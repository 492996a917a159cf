//! Per-node decision and mutation strategies driven by [`traverse`].
//!
//! [`traverse`]: crate::traverse::traverse

use std::fmt;
use std::str::FromStr;

use serde::{Deserialize, Serialize};

use scrub_dom::{Document, NodeId};

use crate::error::ConfigError;
use crate::sanitizer::{Disposition, Sanitizer};
use crate::whitelist::Whitelist;

mod escape;
mod func;
mod prune;
mod strip;

pub use self::escape::Escape;
pub use self::func::{policy_fn, FnPolicy};
pub use self::prune::Prune;
pub use self::strip::Strip;

pub trait Policy {
    /// Decides about `node` and mutates the tree accordingly. A rejected
    /// node is not descended into by a top-down traversal.
    fn apply(&mut self, doc: &mut Document, node: NodeId) -> Disposition;
}

impl<P: Policy + ?Sized> Policy for &mut P {
    fn apply(&mut self, doc: &mut Document, node: NodeId) -> Disposition {
        (**self).apply(doc, node)
    }
}

impl<P: Policy + ?Sized> Policy for Box<P> {
    fn apply(&mut self, doc: &mut Document, node: NodeId) -> Disposition {
        (**self).apply(doc, node)
    }
}

/// Built-in policies, selectable by name.
#[derive(Clone, Copy, Debug, Default, PartialEq, Eq, Hash, Serialize, Deserialize)]
#[serde(rename_all = "lowercase")]
pub enum PolicyName {
    /// Unwrap rejected elements. Keeps no markup unless given a whitelist.
    #[default]
    Strip,
    /// Replace rejected nodes by their literal markup as text.
    Escape,
    /// Remove rejected nodes including their content.
    Prune,
    /// Unwrap rejected elements, checked against the built-in rule tables.
    Cull,
}

impl PolicyName {
    /// Sanitizer used when no whitelist is configured.
    pub fn default_sanitizer(self) -> Sanitizer {
        match self {
            PolicyName::Strip => Sanitizer::with_whitelist(Whitelist::structural()),
            PolicyName::Escape | PolicyName::Prune | PolicyName::Cull => Sanitizer::new(),
        }
    }

    pub fn build(self, sanitizer: &Sanitizer) -> Box<dyn Policy + '_> {
        match self {
            PolicyName::Strip | PolicyName::Cull => Box::new(Strip::new(sanitizer)),
            PolicyName::Escape => Box::new(Escape::new(sanitizer)),
            PolicyName::Prune => Box::new(Prune::new(sanitizer)),
        }
    }
}

impl FromStr for PolicyName {
    type Err = ConfigError;

    fn from_str(s: &str) -> Result<Self, Self::Err> {
        match s.to_ascii_lowercase().as_str() {
            "strip" => Ok(PolicyName::Strip),
            "escape" => Ok(PolicyName::Escape),
            "prune" => Ok(PolicyName::Prune),
            "cull" => Ok(PolicyName::Cull),
            _ => Err(ConfigError::UnknownPolicy(s.to_string())),
        }
    }
}

impl fmt::Display for PolicyName {
    fn fmt(&self, f: &mut fmt::Formatter<'_>) -> fmt::Result {
        f.write_str(match self {
            PolicyName::Strip => "strip",
            PolicyName::Escape => "escape",
            PolicyName::Prune => "prune",
            PolicyName::Cull => "cull",
        })
    }
}

/// Parent of a rejected node, or `None` (with a warning) when the node
/// cannot be taken out of the tree.
pub(crate) fn parent_of_rejected(doc: &Document, node: NodeId) -> Option<NodeId> {
    let parent = doc.parent(node);
    if parent.is_none() {
        log::warn!("rejected {:?} has no parent, leaving it in place", node);
    }
    parent
}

- **Assigned task**: For each line in the material above that holds the word "traverse", add one to a count; state only the final number.

- **Answer section**: 2